What is your task? Your task is to find the answer to the question of which coin will fall to the bottom first?
Try to find the answer to the question yourself. If you fail, you will find the answer below in the text.
The answer is in the first bucket.
Explanation of the answer. In the first bucket, the coin will be the first to reach the bottom. Why? The reason for this is that water is in a liquid state at 25 degrees Celsius, and at 25 degrees Fahrenheit the water turns to ice. Therefore, in the second bucket, the coin will not touch the bottom.

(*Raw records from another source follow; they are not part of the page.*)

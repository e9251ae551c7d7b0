//! Writing rendered images to disk.

use std::fs;
use std::path::Path;

use crate::error::{RenderError, RenderResult};
use crate::ImageBuffer;
use log::info;

/// Encode `image` to `path`. The format follows the file extension
/// (`.png`, `.ppm`, ...). Missing parent directories are created.
pub fn save_image(image: &ImageBuffer, path: impl AsRef<Path>) -> RenderResult<()> {
    let path = path.as_ref();
    let too_large = || RenderError::ImageTooLarge {
        width: image.width(),
        height: image.height(),
    };
    let width = u32::try_from(image.width()).map_err(|_| too_large())?;
    let height = u32::try_from(image.height()).map_err(|_| too_large())?;

    if let Some(parent) = path.parent().filter(|p| !p.as_os_str().is_empty()) {
        fs::create_dir_all(parent)?;
    }

    image::save_buffer(
        path,
        image.as_bytes(),
        width,
        height,
        image::ColorType::Rgb8,
    )
    .map_err(|source| RenderError::Encode {
        path: path.to_path_buf(),
        source,
    })?;

    info!("Saved {}x{} image to {}", image.width(), image.height(), path.display());
    Ok(())
}
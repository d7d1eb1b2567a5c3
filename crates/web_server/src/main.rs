//! Main entry point for the campground kiosk server.
//! Wires the booking core to Postgres, Stripe and AWS, exposes the kiosk API
//! and serves the frontend build.

use std::path::Path;
use std::sync::Arc;

use actix_files::Files;
use actix_web::{App, HttpResponse, HttpServer, middleware::Logger, web};
use anyhow::Context;
use campground::{
    BookingCoordinator, GuestNotifier, Inventory, KioskConfig, PaymentGateway, ReservationDesk,
    ReservationStore, VerificationCodes, WalkUpDesk,
};
use notification_services::{LogNotifier, NotificationService, NotificationSettings};
use payment_services::{MockPaymentGateway, StripeConfig, StripeGateway};
use postgres::*;
use web_handlers::{SessionStore, configure_api};

fn get_frontend_path() -> &'static str {
    // Check multiple possible locations for frontend files
    if Path::new("./frontend-build").exists() {
        log::info!("✅ Using Docker frontend path: ./frontend-build");
        "./frontend-build"
    } else if Path::new("../frontend/build").exists() {
        log::info!("✅ Using local frontend path: ../frontend/build");
        "../frontend/build"
    } else {
        log::info!("❌ Frontend files not found in either location");
        "./frontend-build" // fallback
    }
}

async fn load_kiosk_inventory(pool: &PgPool) -> anyhow::Result<Inventory> {
    match std::env::var("INVENTORY_FILE") {
        Ok(path) => {
            let json = std::fs::read_to_string(&path)
                .with_context(|| format!("reading inventory file {}", path))?;
            let inventory = Inventory::from_json(&json)
                .with_context(|| format!("parsing inventory file {}", path))?;
            log::info!("🏕️ Inventory loaded from {}", path);
            Ok(inventory)
        }
        Err(_) => load_inventory(pool)
            .await
            .context("loading inventory from the database"),
    }
}

fn payment_gateway() -> anyhow::Result<Arc<dyn PaymentGateway>> {
    match StripeConfig::from_env() {
        Some(config) => Ok(Arc::new(
            StripeGateway::new(config).context("creating the Stripe client")?,
        )),
        None => {
            log::warn!("⚠️ STRIPE_SECRET_KEY not set, using the mock payment gateway");
            Ok(Arc::new(MockPaymentGateway::new()))
        }
    }
}

async fn guest_notifier(config: &KioskConfig) -> Arc<dyn GuestNotifier> {
    let settings = NotificationSettings::from_env(config.verification_code_ttl_minutes);
    match std::env::var("NOTIFICATION_BACKEND").as_deref() {
        Ok("log") => {
            log::warn!("⚠️ Guest notifications are only logged");
            Arc::new(LogNotifier::new(settings))
        }
        _ => {
            log::info!("📧 Guest notifications via AWS SES/SNS");
            Arc::new(NotificationService::new(settings).await)
        }
    }
}

#[actix_web::main]
async fn main() -> anyhow::Result<()> {
    // Load environment variables
    dotenvy::dotenv().ok();

    // Initialize logger
    env_logger::init_from_env(env_logger::Env::new().default_filter_or("info"));

    log::info!("🚀 Starting campground kiosk server...");

    let config = KioskConfig::from_env().context("reading kiosk configuration")?;

    // Create database connection pool
    let pool = create_connection_pool(&DatabaseSettings::from_env())
        .await
        .context("connecting to the database (is DATABASE_URL right?)")?;
    test_connection(&pool)
        .await
        .context("database connection test")?;
    run_migrations(&pool)
        .await
        .context("applying database migrations")?;

    let inventory = Arc::new(load_kiosk_inventory(&pool).await?);
    let store: Arc<dyn ReservationStore> = Arc::new(PgReservationStore::new(pool.clone()));
    let payments = payment_gateway()?;
    let notifier = guest_notifier(&config).await;
    let codes = Arc::new(VerificationCodes::from_config(&config));

    let coordinator = web::Data::new(BookingCoordinator::new(
        inventory.clone(),
        store.clone(),
        payments.clone(),
        notifier.clone(),
        config.clone(),
    ));
    let desk = web::Data::new(ReservationDesk::new(
        inventory.clone(),
        store,
        payments.clone(),
        notifier,
        codes,
        config.clone(),
    ));
    let walk_up = web::Data::new(WalkUpDesk::new(inventory, payments, config));
    let booking_sessions = web::Data::new(SessionStore::<campground::BookingSession>::default());
    let desk_sessions = web::Data::new(SessionStore::<campground::LookupSession>::default());

    let frontend_path = get_frontend_path();
    let bind_address =
        std::env::var("BIND_ADDRESS").unwrap_or_else(|_| "0.0.0.0:8080".to_string());
    log::info!("📁 Frontend files location: {}", frontend_path);
    log::info!("🌐 Server will be available at: http://{}", bind_address);

    HttpServer::new(move || {
        App::new()
            .app_data(coordinator.clone())
            .app_data(desk.clone())
            .app_data(walk_up.clone())
            .app_data(booking_sessions.clone())
            .app_data(desk_sessions.clone())
            .wrap(Logger::default())
            .configure(configure_api)
            .route(
                "/health",
                web::get().to(|| async { HttpResponse::Ok().body("OK") }),
            )
            .service(Files::new("/", frontend_path).index_file("index.html"))
    })
    .bind(&bind_address)
    .with_context(|| format!("binding {}", bind_address))?
    .run()
    .await
    .context("running the HTTP server")
}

The Celsius temperature scale is named after its Swedish inventor Anders Celsius. Today 0 degrees is considered the freezing point of water and 100 degrees the boiling point.
The Fahrenheit temperature scale is named after its inventor Daniel Gabriel Fahrenheit. On this scale the degree of freezing of water is defined as 32 degrees, and boiling is defined as 212 degrees.
To implement the temperature values from Celsius to Fahrenheit and back there are special formulas: for example, temperature Celsius \ u003d (Fahrenheit temperature – 32) * 5/9. For example, 120 degrees Fahrenheit according to this formula would be equal to 48.9 degrees Celsius.
For the reverse translation, you can use the following formula: Fahrenheit Temperature \u003d Celsius Temperature * 9/5 + 32. For example, 20 degrees Celsius according to this formula would correspond to 68 degrees Fahrenheit. At the same time, both of these formulas can be used to transmit negative temperatures in Celsius on the Fahrenheit scale.